[Opening SOURCE INFORMATION section]

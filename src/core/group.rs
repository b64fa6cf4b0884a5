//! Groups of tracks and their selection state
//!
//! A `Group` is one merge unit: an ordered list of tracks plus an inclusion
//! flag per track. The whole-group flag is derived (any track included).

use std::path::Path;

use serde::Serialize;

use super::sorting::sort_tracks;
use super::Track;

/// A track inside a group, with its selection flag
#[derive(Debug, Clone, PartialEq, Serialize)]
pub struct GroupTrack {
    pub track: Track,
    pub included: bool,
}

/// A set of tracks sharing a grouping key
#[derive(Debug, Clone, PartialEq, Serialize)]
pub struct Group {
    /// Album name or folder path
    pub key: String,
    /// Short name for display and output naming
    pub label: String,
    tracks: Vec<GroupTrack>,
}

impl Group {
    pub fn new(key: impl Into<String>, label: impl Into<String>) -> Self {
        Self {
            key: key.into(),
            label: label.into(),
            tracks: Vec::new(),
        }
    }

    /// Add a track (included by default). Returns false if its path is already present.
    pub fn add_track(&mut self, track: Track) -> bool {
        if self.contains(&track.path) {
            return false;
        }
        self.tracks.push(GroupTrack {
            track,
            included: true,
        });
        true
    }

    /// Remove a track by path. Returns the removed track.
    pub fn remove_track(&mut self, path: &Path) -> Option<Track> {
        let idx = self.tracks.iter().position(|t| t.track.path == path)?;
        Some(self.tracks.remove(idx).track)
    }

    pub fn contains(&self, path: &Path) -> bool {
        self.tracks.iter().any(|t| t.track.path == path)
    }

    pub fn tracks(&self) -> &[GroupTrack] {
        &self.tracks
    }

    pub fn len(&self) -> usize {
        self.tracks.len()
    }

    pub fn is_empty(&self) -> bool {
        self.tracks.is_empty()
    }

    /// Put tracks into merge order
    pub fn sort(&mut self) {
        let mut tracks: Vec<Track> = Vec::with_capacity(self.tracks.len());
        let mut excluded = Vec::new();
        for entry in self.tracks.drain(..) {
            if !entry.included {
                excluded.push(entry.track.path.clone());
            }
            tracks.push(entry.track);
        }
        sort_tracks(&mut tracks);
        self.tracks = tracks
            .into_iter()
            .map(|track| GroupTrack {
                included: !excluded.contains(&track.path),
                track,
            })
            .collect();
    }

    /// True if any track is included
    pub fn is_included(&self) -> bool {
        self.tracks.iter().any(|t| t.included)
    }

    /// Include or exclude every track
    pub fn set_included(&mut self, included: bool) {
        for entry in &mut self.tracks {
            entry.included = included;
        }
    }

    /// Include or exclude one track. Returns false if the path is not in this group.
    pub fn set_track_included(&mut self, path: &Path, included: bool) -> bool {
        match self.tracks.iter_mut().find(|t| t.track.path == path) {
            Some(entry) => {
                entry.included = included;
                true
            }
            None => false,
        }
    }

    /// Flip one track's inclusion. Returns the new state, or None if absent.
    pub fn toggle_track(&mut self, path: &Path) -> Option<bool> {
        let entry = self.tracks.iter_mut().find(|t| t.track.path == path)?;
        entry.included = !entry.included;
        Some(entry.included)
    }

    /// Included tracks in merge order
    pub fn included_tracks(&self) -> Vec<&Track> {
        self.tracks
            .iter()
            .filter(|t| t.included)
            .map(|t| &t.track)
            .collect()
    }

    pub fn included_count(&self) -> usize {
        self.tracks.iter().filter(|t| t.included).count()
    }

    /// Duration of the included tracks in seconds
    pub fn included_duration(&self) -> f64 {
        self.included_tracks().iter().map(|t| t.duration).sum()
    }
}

[Closing SOURCE INFORMATION section]

Taking the line that contains "tracks in seconds" as the first, reproduce every line through the end of the entries exactly.

    /// Duration of the included tracks in seconds
    pub fn included_duration(&self) -> f64 {
        self.included_tracks().iter().map(|t| t.duration).sum()
    }
}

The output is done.